Las circunstancias que lo llevaron a alejarse de todo arrancaron a comienzos del año 2000 cuando le diagnosticaron Síndrome de Lyme, una extraña enfermedad derivada de la picadura de una garrapata que afectó su movilidad y sus cuerdas vocales y le impidió continuar con las giras y la actuación. A esto se sumó la inesperada situación que vivió con un artista plástico con quien comenzó una amistad que se transformaría en una pesadilla digna de un policial de suspenso: "Estoy huyendo”, confesó Lurie en una entrevista por entonces. “Nunca antes había sentido miedo de morir, pero ahora este miedo siniestro nació como un gusano deslizándose dentro mío. Es una historia increíble, un tipo que intentó suicidarse y al que ayudé, ahora quiere matarme. La policía me recomendó que me fuera una temporada a cualquier otro lado. El acoso ha sido terrorífico". Pero eso no fue todo. En 2010 le diagnosticaron un cáncer que finalmente superó luego de un feroz tratamiento: “Es difícil saber qué síntomas persisten del Lyme o del cáncer. Los efectos laterales llegan y se quedan un tiempo largo hasta que se van. A veces mi visión se arruina tanto que no puedo ver nada, o me cuesta mover las manos y tengo que detenerme en lo que venía haciendo. Pero ya estoy bastante viejo así que quejarme debe ser algo natural, y en cada momento que puedo entro en esta especie de trance donde no hago más que pintar”.

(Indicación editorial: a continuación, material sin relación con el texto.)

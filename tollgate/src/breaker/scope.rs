//! Gitignore-style path scope matching for task constraints.

use std::path::Path;

use ignore::gitignore::{Gitignore, GitignoreBuilder};

use crate::contract::types::Constraints;
use crate::error::{GateError, GateResult};

/// Compiled `allowed_paths` / `forbidden_paths` of a task.
pub struct PathScope {
    allowed: Option<Gitignore>,
    forbidden: Option<Gitignore>,
}

impl PathScope {
    pub fn from_constraints(constraints: &Constraints) -> GateResult<Self> {
        Ok(Self {
            allowed: build(&constraints.allowed_paths)?,
            forbidden: build(&constraints.forbidden_paths)?,
        })
    }

    /// Reason `path` (workspace-relative) falls out of scope, if it does.
    pub fn violation(&self, path: &str) -> Option<String> {
        let rel = path.trim_start_matches("./");
        let rel_path = Path::new(rel);
        if rel_path.has_root() {
            return Some(format!("{path} is not workspace-relative"));
        }

        if let Some(forbidden) = &self.forbidden {
            if forbidden
                .matched_path_or_any_parents(rel_path, false)
                .is_ignore()
            {
                return Some(format!("{path} matches forbidden_paths"));
            }
        }
        if let Some(allowed) = &self.allowed {
            if !allowed
                .matched_path_or_any_parents(rel_path, false)
                .is_ignore()
            {
                return Some(format!("{path} lies outside allowed_paths"));
            }
        }
        None
    }
}

fn build(patterns: &[String]) -> GateResult<Option<Gitignore>> {
    if patterns.is_empty() {
        return Ok(None);
    }
    let mut builder = GitignoreBuilder::new("");
    for pattern in patterns {
        builder
            .add_line(None, pattern)
            .map_err(|e| GateError::config(format!("bad path pattern `{pattern}`: {e}")))?;
    }
    builder
        .build()
        .map(Some)
        .map_err(|e| GateError::config(format!("bad path patterns: {e}")))
}

#[cfg(test)]
mod tests {
    use super::*;

    fn scope(allowed: &[&str], forbidden: &[&str]) -> PathScope {
        PathScope::from_constraints(&Constraints {
            allowed_paths: allowed.iter().map(|s| s.to_string()).collect(),
            forbidden_paths: forbidden.iter().map(|s| s.to_string()).collect(),
            ..Constraints::default()
        })
        .unwrap()
    }

    #[test]
    fn test_empty_scope_allows_everything_relative() {
        let s = scope(&[], &[]);
        assert!(s.violation("src/lib.rs").is_none());
        assert!(s.violation("/etc/passwd").is_some());
    }

    #[test]
    fn test_forbidden_directory_pattern() {
        let s = scope(&[], &["migrations/", "*.lock"]);
        assert!(s.violation("migrations/001_init.sql").is_some());
        assert!(s.violation("Cargo.lock").is_some());
        assert!(s.violation("src/migrate.rs").is_none());
    }

    #[test]
    fn test_allowed_paths_restrict() {
        let s = scope(&["src/**/*.rs", "docs/"], &["src/generated/"]);
        assert!(s.violation("src/a/b.rs").is_none());
        assert!(s.violation("./docs/guide.md").is_none());
        assert!(s.violation("build.rs").unwrap().contains("outside"));
        assert!(s.violation("src/generated/x.rs").unwrap().contains("forbidden"));
    }
}
//! Durable contract store.
//!
//! Layout under the state directory:
//!
//! ```text
//! contracts/<task>.json              active records, rewritten atomically
//! archive/<task>.attempt-<n>.json    terminal snapshots, create-new + read-only
//! halts/<task>.attempt-<n>.json      halt reports
//! ```
//!
//! Writes use optimistic concurrency on `version`. A process-wide mutex
//! serializes the read-check-write so two callers in one process cannot both
//! pass the version check.

use std::fs;
use std::io::ErrorKind;
use std::path::{Path, PathBuf};
use std::sync::{Mutex, MutexGuard};
use std::time::Duration;

use chrono::{DateTime, Utc};
use tracing::{debug, info, warn};

use super::types::{
    Limits, SourceArtifact, Specification, TaskContract, TaskLock, TaskProposal, TaskStatus,
};
use crate::audit::TransitionLogEntry;
use crate::error::{GateError, GateResult};
use crate::fsutil::{
    atomic_write, content_hash, recover_interrupted_writes, sanitize_task_id, write_immutable,
    TMP_SUFFIX,
};
use crate::sandbox::SandboxValidator;
use crate::state_machine::{apply_event_with_reason, TaskEvent};

pub struct ContractStore {
    state_dir: PathBuf,
    contracts_dir: PathBuf,
    archive_dir: PathBuf,
    halts_dir: PathBuf,
    write_guard: Mutex<()>,
}
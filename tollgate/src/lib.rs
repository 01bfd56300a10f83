//! Tollgate core library
//!
//! Durable task contracts, an explicit transition table, nine circuit-breaker
//! predicates and a sandboxed draft gate. Together they guarantee that no
//! worker-produced change reaches the workspace without passing an auditable
//! safety check.
//!
//! # Components
//!
//! - [`sandbox::SandboxValidator`]: path validation for worker writes and reads
//! - [`audit::AuditLog`]: append-only `transitions.jsonl` with replay checks
//! - [`contract::ContractStore`]: versioned, lockable task records and archive
//! - [`state_machine`]: the transition table, the only place status changes
//! - [`breaker::CircuitBreakerEvaluator`]: safety predicates run after every phase
//! - [`draft::DraftGate`]: diff, scan and atomic apply of staged drafts
//! - [`halt::HaltReport`]: structured report for every halted task
//!
//! The orchestrator loop, worker connection and git integration live in the
//! `tollgate-runner` crate.

pub mod audit;
pub mod breaker;
pub mod config;
pub mod contract;
pub mod draft;
pub mod error;
pub mod fsutil;
pub mod halt;
pub mod sandbox;
pub mod state_machine;

pub use audit::{AuditLog, ReplayMismatch, ReplayReport, TransitionLogEntry};
pub use breaker::{
    Advance, BreakerInput, BreakerTrigger, BreakerTrip, CircuitBreakerEvaluator,
    FindingClassifier, SeverityClassifier,
};
pub use config::GateConfig;
pub use contract::{ContractStore, TaskContract, TaskProposal, TaskStatus};
pub use draft::{Decision, DraftGate, DraftSubmission, GateDecision};
pub use error::{GateError, GateResult, StructuredError};
pub use halt::{HaltReport, HaltTrigger};
pub use sandbox::{PathCheck, SandboxValidator};
pub use state_machine::{apply_event, transition, TaskEvent};
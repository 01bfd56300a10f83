//! Runner configuration: `tollgate.toml` plus `TOLLGATE_*` overrides.

use std::path::{Path, PathBuf};
use std::time::Duration;

use anyhow::{bail, Context, Result};
use serde::{Deserialize, Serialize};
use tollgate::GateConfig;
use tracing::debug;

/// Default config file looked up in the working directory.
pub const DEFAULT_CONFIG_FILE: &str = "tollgate.toml";

/// Worker endpoint and reconnect policy.
#[derive(Debug, Clone, PartialEq, Serialize, Deserialize)]
#[serde(default)]
pub struct WorkerConfig {
    pub url: String,
    pub connect_timeout_secs: u64,
    /// Reconnect attempts before a call gives up.
    pub max_reconnect_attempts: u32,
    /// First reconnect delay; doubles per attempt.
    pub reconnect_base_delay_ms: u64,
}

impl Default for WorkerConfig {
    fn default() -> Self {
        Self {
            url: "http://127.0.0.1:8317".to_string(),
            connect_timeout_secs: 5,
            max_reconnect_attempts: 5,
            reconnect_base_delay_ms: 250,
        }
    }
}

/// Adaptive poll bounds.
#[derive(Debug, Clone, PartialEq, Serialize, Deserialize)]
#[serde(default)]
pub struct PollConfig {
    pub min_interval_ms: u64,
    pub max_interval_ms: u64,
    pub growth_factor: f64,
}

impl Default for PollConfig {
    fn default() -> Self {
        Self {
            min_interval_ms: 500,
            max_interval_ms: 30_000,
            growth_factor: 2.0,
        }
    }
}

#[derive(Debug, Clone, PartialEq, Serialize, Deserialize)]
#[serde(default)]
pub struct GitConfig {
    /// Disable for workspaces that are not git repositories.
    pub enabled: bool,
    pub main_branch: String,
    pub max_retries: u32,
}

impl Default for GitConfig {
    fn default() -> Self {
        Self {
            enabled: true,
            main_branch: "main".to_string(),
            max_retries: 3,
        }
    }
}

/// Top-level runner configuration.
#[derive(Debug, Clone, PartialEq, Serialize, Deserialize)]
#[serde(default)]
pub struct RunnerConfig {
    pub gate: GateConfig,
    pub worker: WorkerConfig,
    pub poll: PollConfig,
    pub git: GitConfig,
    /// Lock holder name for this orchestrator.
    pub actor: String,
    /// Added to the phase timeout when sizing a task lock.
    pub lock_grace_secs: u64,
    /// Judges consulted per judge review; all must pass.
    pub judge_panel_size: usize,
    /// Concurrent worker calls in a panel.
    pub max_parallel_workers: usize,
    /// `timeout_retry` attempts per phase before the task halts.
    pub max_timeout_retries: u32,
}

impl Default for RunnerConfig {
    fn default() -> Self {
        Self {
            gate: GateConfig::default(),
            worker: WorkerConfig::default(),
            poll: PollConfig::default(),
            git: GitConfig::default(),
            actor: "tollgate-orchestrator".to_string(),
            lock_grace_secs: 60,
            judge_panel_size: 1,
            max_parallel_workers: 4,
            max_timeout_retries: 2,
        }
    }
}

impl RunnerConfig {
    /// Load from `path`, else `$TOLLGATE_CONFIG`, else `./tollgate.toml` if
    /// present, else defaults. Environment overrides apply last.
    pub fn load(path: Option<&Path>) -> Result<Self> {
        let explicit = path
            .map(Path::to_path_buf)
            .or_else(|| std::env::var_os("TOLLGATE_CONFIG").map(PathBuf::from));

        let mut config = match explicit {
            Some(p) => Self::from_file(&p)?,
            None if Path::new(DEFAULT_CONFIG_FILE).is_file() => {
                Self::from_file(Path::new(DEFAULT_CONFIG_FILE))?
            }
            None => Self::default(),
        };

        config.apply_overrides(|key| std::env::var(key).ok());
        config.resolve_paths();
        config.validate()?;
        Ok(config)
    }

    pub fn from_file(path: &Path) -> Result<Self> {
        let content = std::fs::read_to_string(path)
            .with_context(|| format!("Failed to read config {}", path.display()))?;
        let config: Self = toml::from_str(&content)
            .with_context(|| format!("Failed to parse config {}", path.display()))?;
        debug!(path = %path.display(), "Loaded runner config");
        Ok(config)
    }

    /// Apply `TOLLGATE_*` overrides through `lookup`.
    pub fn apply_overrides(&mut self, lookup: impl Fn(&str) -> Option<String>) {
        if let Some(v) = lookup("TOLLGATE_WORKSPACE") {
            self.gate.workspace_root = PathBuf::from(v);
        }
        if let Some(v) = lookup("TOLLGATE_SANDBOX") {
            self.gate.sandbox_root = PathBuf::from(v);
        }
        if let Some(v) = lookup("TOLLGATE_STATE_DIR") {
            self.gate.state_dir = PathBuf::from(v);
        }
        if let Some(v) = lookup("TOLLGATE_WORKER_URL") {
            self.worker.url = v;
        }
        if let Some(v) = lookup("TOLLGATE_ACTOR") {
            self.actor = v;
        }
    }

    /// Anchor relative sandbox and state paths at the workspace root.
    pub fn resolve_paths(&mut self) {
        let root = self.gate.workspace_root.clone();
        for dir in [&mut self.gate.sandbox_root, &mut self.gate.state_dir] {
            if dir.is_relative() {
                *dir = root.join(&*dir);
            }
        }
    }

    pub fn validate(&self) -> Result<()> {
        self.gate
            .validate()
            .map_err(|e| anyhow::anyhow!(e.with_suggestion()))?;
        if self.actor.trim().is_empty() {
            bail!("actor must not be empty");
        }
        if self.judge_panel_size == 0 {
            bail!("judge_panel_size must be at least 1");
        }
        if self.max_parallel_workers == 0 {
            bail!("max_parallel_workers must be at least 1");
        }
        if self.poll.min_interval_ms == 0 || self.poll.min_interval_ms > self.poll.max_interval_ms {
            bail!("poll interval bounds must satisfy 0 < min <= max");
        }
        if self.poll.growth_factor.is_nan() || self.poll.growth_factor < 1.0 {
            bail!("poll growth_factor must be >= 1.0");
        }
        if !self.worker.url.starts_with("http://") && !self.worker.url.starts_with("https://") {
            bail!("worker url must be http(s): {}", self.worker.url);
        }
        Ok(())
    }

    pub fn lock_grace(&self) -> Duration {
        Duration::from_secs(self.lock_grace_secs)
    }
}

#[cfg(test)]
mod tests {
    use super::*;
    use std::collections::HashMap;

    #[test]
    fn test_defaults_validate() {
        let mut config = RunnerConfig::default();
        config.resolve_paths();
        config.validate().unwrap();
        assert_eq!(config.judge_panel_size, 1);
    }

    #[test]
    fn test_toml_sections() {
        let config: RunnerConfig = toml::from_str(
            r#"
            actor = "orch-7"
            judge_panel_size = 3

            [gate]
            workspace_root = "/srv/app"
            max_delete_ratio = 0.4

            [worker]
            url = "http://workers:9000"

            [git]
            main_branch = "trunk"
            "#,
        )
        .unwrap();
        assert_eq!(config.actor, "orch-7");
        assert_eq!(config.judge_panel_size, 3);
        assert_eq!(config.gate.max_delete_ratio, 0.4);
        assert_eq!(config.worker.url, "http://workers:9000");
        assert_eq!(config.worker.max_reconnect_attempts, 5);
        assert_eq!(config.git.main_branch, "trunk");
        assert!(config.git.enabled);
    }

    #[test]
    fn test_env_overrides_and_path_resolution() {
        let env: HashMap<&str, &str> = [
            ("TOLLGATE_WORKSPACE", "/repo"),
            ("TOLLGATE_WORKER_URL", "https://pool.internal"),
            ("TOLLGATE_ACTOR", "night-shift"),
        ]
        .into_iter()
        .collect();

        let mut config = RunnerConfig::default();
        config.apply_overrides(|k| env.get(k).map(|v| v.to_string()));
        config.resolve_paths();

        assert_eq!(config.gate.workspace_root, PathBuf::from("/repo"));
        assert_eq!(
            config.gate.sandbox_root,
            PathBuf::from("/repo/.tollgate/sandbox")
        );
        assert_eq!(config.gate.state_dir, PathBuf::from("/repo/.tollgate/state"));
        assert_eq!(config.worker.url, "https://pool.internal");
        assert_eq!(config.actor, "night-shift");
    }

    #[test]
    fn test_validate_rejects_empty_panel() {
        let config = RunnerConfig {
            judge_panel_size: 0,
            ..RunnerConfig::default()
        };
        assert!(config.validate().is_err());
    }

    #[test]
    fn test_from_file() {
        let dir = tempfile::tempdir().unwrap();
        let path = dir.path().join("tollgate.toml");
        std::fs::write(&path, "max_timeout_retries = 5\n").unwrap();
        let config = RunnerConfig::from_file(&path).unwrap();
        assert_eq!(config.max_timeout_retries, 5);
        assert!(RunnerConfig::from_file(&dir.path().join("missing.toml")).is_err());
    }
}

Painting with John asomó de manera inesperada como un gratificante reencuentro con Lurie luego de casi dos décadas alejado de las cámaras: “Me gusta perderme en lo que hago y sentir que la gente pueda perderse de la misma manera al experimentarlo”, contó recientemente al referirse a sus cuadros, algunos de los cuales forman parte de la colección permanente del Museo de Arte Moderno de Nueva York. Y ese mismo espíritu a la deriva es el que sostiene a lo largo de toda la serie, donde además de contar con una exquisita selección musical con material de toda su carrera (tanto con piezas de los Lounge Lizards como de sus premiadas bandas de sonido o los dos excelentes discos que grabó bajo el seudónimo Marvin Pontiac, el último en 2017 en su casa con guitarra y voz), a medida que los episodios avanzan busca la manera de poner en tensión el concepto de un programa de televisión de ese estilo, repitiendo escenas a las que en una segunda pasada agrega risas grabadas, bromeando con que los que hablan muy sueltos a la cámara deben ser psicópatas y que él mismo se siente peor persona mientras más se filma o interactuando con su asistente Nesrin Wolf y con Anne Marie, la mujer que trabaja en su casa, quienes después miran esas filmaciones en una notebook y ríen de sí mismas y, sobre todo, de él. Y aun en la distancia que toma con respecto a los lugares comunes de los programas didácticos sobre dibujo y pintura, la serie resulta en todo momento una relajada celebración de las posibilidades ilimitadas del arte y un intento de conservar el espíritu de asombro que mantuvo a lo largo de toda su carrera. “Solo poné pintura en un papel sin esperar hacer nada genial y fijate qué sale”, concluye en el último episodio, permitiéndose el único consejo que dará a lo largo de toda la temporada. “Vale la pena. Y es mejor que mirar televisión”.